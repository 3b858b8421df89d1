use serde::{Deserialize, Serialize};

use super::report::OutputFormat;
use super::rva::Rva;
use crate::error::ConfigError;

/// RVA hooked when no configuration exists yet.
pub const DEFAULT_RVA: Rva = Rva(0x1d236e8);

/// Upper bound on configured hook targets.
pub const MAX_RVAS: usize = 20;

#[derive(Debug, Clone, Serialize, Deserialize, Default)]
pub struct Config {
    #[serde(default)]
    pub hook: HookConfig,

    #[serde(default)]
    pub ingest: IngestConfig,

    #[serde(default)]
    pub output: OutputConfig,
}

impl Config {
    pub fn config_path() -> Option<std::path::PathBuf> {
        dirs::config_dir().map(|p| p.join("textsift").join("config.toml"))
    }

    pub fn load() -> Result<Self, ConfigError> {
        if let Some(path) = Self::config_path()
            && path.exists()
        {
            let content = std::fs::read_to_string(&path)?;
            let config: Config = toml::from_str(&content)?;
            return Ok(config);
        }
        Ok(Self::default())
    }

    pub fn save(&self) -> Result<(), ConfigError> {
        self.validate()?;

        let path = Self::config_path().ok_or_else(|| {
            ConfigError::PathError("could not determine config directory".to_string())
        })?;

        if let Some(parent) = path.parent() {
            std::fs::create_dir_all(parent)?;
        }

        let content = toml::to_string_pretty(self)?;
        std::fs::write(&path, content)?;
        Ok(())
    }

    /// Reject configs the hook side cannot use.
    pub fn validate(&self) -> Result<(), ConfigError> {
        if self.hook.rvas.is_empty() {
            return Err(ConfigError::ValidationError(
                "at least one RVA is required".to_string(),
            ));
        }
        if self.hook.rvas.len() > MAX_RVAS {
            return Err(ConfigError::ValidationError(format!(
                "at most {} RVAs are supported, got {}",
                MAX_RVAS,
                self.hook.rvas.len()
            )));
        }
        Ok(())
    }
}

/// Capture-side hook settings.
#[derive(Debug, Clone, Serialize, Deserialize)]
pub struct HookConfig {
    /// Target `set_Text` addresses.
    #[serde(default = "default_rvas")]
    pub rvas: Vec<Rva>,

    /// When true the hook only dumps metadata and captures no text.
    #[serde(default)]
    pub dump_mode: bool,
}

fn default_rvas() -> Vec<Rva> {
    vec![DEFAULT_RVA]
}

impl Default for HookConfig {
    fn default() -> Self {
        Self {
            rvas: default_rvas(),
            dump_mode: false,
        }
    }
}

#[derive(Debug, Clone, Serialize, Deserialize)]
pub struct IngestConfig {
    #[serde(default = "default_max_file_size")]
    pub max_file_size: u64,

    #[serde(default = "default_dedup")]
    pub dedup: bool,
}

fn default_max_file_size() -> u64 {
    10 * 1024 * 1024
}

fn default_dedup() -> bool {
    true
}

impl Default for IngestConfig {
    fn default() -> Self {
        Self {
            max_file_size: default_max_file_size(),
            dedup: default_dedup(),
        }
    }
}

#[derive(Debug, Clone, Serialize, Deserialize, Default)]
pub struct OutputConfig {
    #[serde(default)]
    pub default_format: OutputFormat,
}

#[cfg(test)]
mod tests {
    use super::*;

    #[test]
    fn test_config_default() {
        let config = Config::default();
        assert_eq!(config.hook.rvas, vec![DEFAULT_RVA]);
        assert!(!config.hook.dump_mode);
        assert!(config.ingest.dedup);
        assert_eq!(config.output.default_format, OutputFormat::Text);
    }

    #[test]
    fn test_config_path() {
        let path = Config::config_path();
        assert!(path.is_some());
    }

    #[test]
    fn test_validate_rejects_empty_rva_list() {
        let mut config = Config::default();
        config.hook.rvas.clear();
        assert!(config.validate().is_err());
    }

    #[test]
    fn test_validate_rejects_too_many_rvas() {
        let mut config = Config::default();
        config.hook.rvas = (0..=MAX_RVAS as u64).map(Rva).collect();
        assert!(config.validate().is_err());

        config.hook.rvas.pop();
        assert!(config.validate().is_ok());
    }

    #[test]
    fn test_config_round_trips_through_toml() {
        let mut config = Config::default();
        config.hook.dump_mode = true;
        config.hook.rvas.push(Rva(0xdeadbeef));

        let text = toml::to_string_pretty(&config).unwrap();
        let parsed: Config = toml::from_str(&text).unwrap();
        assert_eq!(parsed.hook.rvas, config.hook.rvas);
        assert!(parsed.hook.dump_mode);
    }
}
* * *
§ **Exercise**:
Write out an exact copy of every record shown above.

§ **Result**:
repository 3b858b8421df89d1
use serde::{Deserialize, Serialize};

use super::report::OutputFormat;
use super::rva::Rva;
use crate::error::ConfigError;

/// RVA hooked when no configuration exists yet.
pub const DEFAULT_RVA: Rva = Rva(0x1d236e8);

/// Upper bound on configured hook targets.
pub const MAX_RVAS: usize = 20;

#[derive(Debug, Clone, Serialize, Deserialize, Default)]
pub struct Config {
    #[serde(default)]
    pub hook: HookConfig,

    #[serde(default)]
    pub ingest: IngestConfig,

    #[serde(default)]
    pub output: OutputConfig,
}

impl Config {
    pub fn config_path() -> Option<std::path::PathBuf> {
        dirs::config_dir().map(|p| p.join("textsift").join("config.toml"))
    }

    pub fn load() -> Result<Self, ConfigError> {
        if let Some(path) = Self::config_path()
            && path.exists()
        {
            let content = std::fs::read_to_string(&path)?;
            let config: Config = toml::from_str(&content)?;
            return Ok(config);
        }
        Ok(Self::default())
    }

    pub fn save(&self) -> Result<(), ConfigError> {
        self.validate()?;

        let path = Self::config_path().ok_or_else(|| {
            ConfigError::PathError("could not determine config directory".to_string())
        })?;

        if let Some(parent) = path.parent() {
            std::fs::create_dir_all(parent)?;
        }

        let content = toml::to_string_pretty(self)?;
        std::fs::write(&path, content)?;
        Ok(())
    }

    /// Reject configs the hook side cannot use.
    pub fn validate(&self) -> Result<(), ConfigError> {
        if self.hook.rvas.is_empty() {
            return Err(ConfigError::ValidationError(
                "at least one RVA is required".to_string(),
            ));
        }
        if self.hook.rvas.len() > MAX_RVAS {
            return Err(ConfigError::ValidationError(format!(
                "at most {} RVAs are supported, got {}",
                MAX_RVAS,
                self.hook.rvas.len()
            )));
        }
        Ok(())
    }
}

/// Capture-side hook settings.
#[derive(Debug, Clone, Serialize, Deserialize)]
pub struct HookConfig {
    /// Target `set_Text` addresses.
    #[serde(default = "default_rvas")]
    pub rvas: Vec<Rva>,

    /// When true the hook only dumps metadata and captures no text.
    #[serde(default)]
    pub dump_mode: bool,
}

fn default_rvas() -> Vec<Rva> {
    vec![DEFAULT_RVA]
}

impl Default for HookConfig {
    fn default() -> Self {
        Self {
            rvas: default_rvas(),
            dump_mode: false,
        }
    }
}

#[derive(Debug, Clone, Serialize, Deserialize)]
pub struct IngestConfig {
    #[serde(default = "default_max_file_size")]
    pub max_file_size: u64,

    #[serde(default = "default_dedup")]
    pub dedup: bool,
}

fn default_max_file_size() -> u64 {
    10 * 1024 * 1024
}

fn default_dedup() -> bool {
    true
}

impl Default for IngestConfig {
    fn default() -> Self {
        Self {
            max_file_size: default_max_file_size(),
            dedup: default_dedup(),
        }
    }
}

#[derive(Debug, Clone, Serialize, Deserialize, Default)]
pub struct OutputConfig {
    #[serde(default)]
    pub default_format: OutputFormat,
}

#[cfg(test)]
mod tests {
    use super::*;

    #[test]
    fn test_config_default() {
        let config = Config::default();
        assert_eq!(config.hook.rvas, vec![DEFAULT_RVA]);
        assert!(!config.hook.dump_mode);
        assert!(config.ingest.dedup);
        assert_eq!(config.output.default_format, OutputFormat::Text);
    }

    #[test]
    fn test_config_path() {
        let path = Config::config_path();
        assert!(path.is_some());
    }

    #[test]
    fn test_validate_rejects_empty_rva_list() {
        let mut config = Config::default();
        config.hook.rvas.clear();
        assert!(config.validate().is_err());
    }

    #[test]
    fn test_validate_rejects_too_many_rvas() {
        let mut config = Config::default();
        config.hook.rvas = (0..=MAX_RVAS as u64).map(Rva).collect();
        assert!(config.validate().is_err());

        config.hook.rvas.pop();
        assert!(config.validate().is_ok());
    }

    #[test]
    fn test_config_round_trips_through_toml() {
        let mut config = Config::default();
        config.hook.dump_mode = true;
        config.hook.rvas.push(Rva(0xdeadbeef));

        let text = toml::to_string_pretty(&config).unwrap();
        let parsed: Config = toml::from_str(&text).unwrap();
        assert_eq!(parsed.hook.rvas, config.hook.rvas);
        assert!(parsed.hook.dump_mode);
    }
}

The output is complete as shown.